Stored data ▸
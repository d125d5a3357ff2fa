//! Feedback Controller
//!
//! Holds the toast playground selections and turns them into toasts.

use std::time::Duration;

use gpui::App;

use crate::app::entities::AppEntities;
use crate::motion::AnimationStyle;
use crate::state::{Toast, ToastId, ToastPosition, ToastSeverity, show_toast};

/// Toast playground selections
#[derive(Debug, Clone, PartialEq)]
pub struct ToastDraft {
    pub severity: ToastSeverity,
    pub position: ToastPosition,
    /// `None` uses the position's natural slide
    pub animation: Option<AnimationStyle>,
    pub sticky: bool,
    pub pause_on_hover: bool,
    /// `None` uses the store's per-severity default
    pub duration: Option<Duration>,
}

impl Default for ToastDraft {
    fn default() -> Self {
        Self {
            severity: ToastSeverity::Info,
            position: ToastPosition::TopRight,
            animation: None,
            sticky: false,
            pause_on_hover: true,
            duration: None,
        }
    }
}

impl ToastDraft {
    /// Build the `n`-th toast from the current selections
    pub fn build(&self, n: usize) -> Toast {
        let animation = self
            .animation
            .unwrap_or_else(|| self.position.natural_animation());
        let message = match self.severity {
            ToastSeverity::Info => format!("Background sync #{n} started"),
            ToastSeverity::Success => format!("Report #{n} exported"),
            ToastSeverity::Warning => format!("Quota at {}% after upload #{n}", 80 + n % 20),
            ToastSeverity::Error => format!("Upload #{n} failed, retry later"),
        };
        let toast = Toast::new(message)
            .title(self.severity.label())
            .severity(self.severity)
            .position(self.position)
            .animation(animation)
            .pause_on_hover(self.pause_on_hover);
        match (self.sticky, self.duration) {
            (true, _) => toast.sticky(),
            (false, Some(duration)) => toast.duration(duration),
            (false, None) => toast,
        }
    }
}

/// Feedback page controller
pub struct FeedbackController {
    entities: AppEntities,
    pub draft: ToastDraft,
    shown: usize,
}

impl FeedbackController {
    pub fn new(entities: AppEntities) -> Self {
        let draft = ToastDraft {
            position: entities.config.toast.position,
            pause_on_hover: entities.config.toast.pause_on_hover,
            ..ToastDraft::default()
        };
        Self {
            entities,
            draft,
            shown: 0,
        }
    }

    /// Show a toast built from the current draft
    pub fn show(&mut self, cx: &mut App) -> ToastId {
        self.shown += 1;
        show_toast(&self.entities.toasts, self.draft.build(self.shown), cx)
    }

    /// One toast of each severity at every anchor
    pub fn show_burst(&mut self, cx: &mut App) {
        for (i, position) in ToastPosition::all().iter().enumerate() {
            self.shown += 1;
            let severity = [
                ToastSeverity::Info,
                ToastSeverity::Success,
                ToastSeverity::Warning,
                ToastSeverity::Error,
            ][i % 4];
            let draft = ToastDraft {
                severity,
                position: *position,
                ..self.draft.clone()
            };
            show_toast(&self.entities.toasts, draft.build(self.shown), cx);
        }
    }

    pub fn clear(&self, cx: &mut App) {
        self.entities.toasts.update(cx, |store, cx| {
            store.clear();
            cx.notify();
        });
    }
}

#[cfg(test)]
mod tests {
    use super::*;
    use crate::domain::ToastConfig;
    use crate::state::ToastStore;
    use std::time::Instant;

    #[test]
    fn test_draft_defaults_to_natural_animation() {
        let draft = ToastDraft {
            position: ToastPosition::BottomCenter,
            ..ToastDraft::default()
        };
        let toast = draft.build(1);
        assert_eq!(toast.animation, Some(AnimationStyle::SlideUp));
        assert_eq!(toast.position, Some(ToastPosition::BottomCenter));
        assert_eq!(toast.duration, None);
    }

    #[test]
    fn test_sticky_draft_overrides_duration() {
        let draft = ToastDraft {
            sticky: true,
            duration: Some(Duration::from_secs(1)),
            ..ToastDraft::default()
        };
        assert_eq!(draft.build(1).duration, Some(None));
    }

    #[test]
    fn test_draft_toast_lands_in_store() {
        let mut store = ToastStore::new(ToastConfig::default());
        let draft = ToastDraft {
            severity: ToastSeverity::Error,
            animation: Some(AnimationStyle::Bounce),
            ..ToastDraft::default()
        };
        let id = store.push(draft.build(3), Instant::now());
        let item = store.get(id).unwrap();
        assert_eq!(item.animation, AnimationStyle::Bounce);
        assert_eq!(item.severity, ToastSeverity::Error);
        assert!(item.message.contains("#3"));
    }
}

Task item ▸
Where does the word "false" occur in the data? Copy every line that has it.

Exercise solution ▸
            sticky: false,
            (false, Some(duration)) => toast.duration(duration),
            (false, None) => toast,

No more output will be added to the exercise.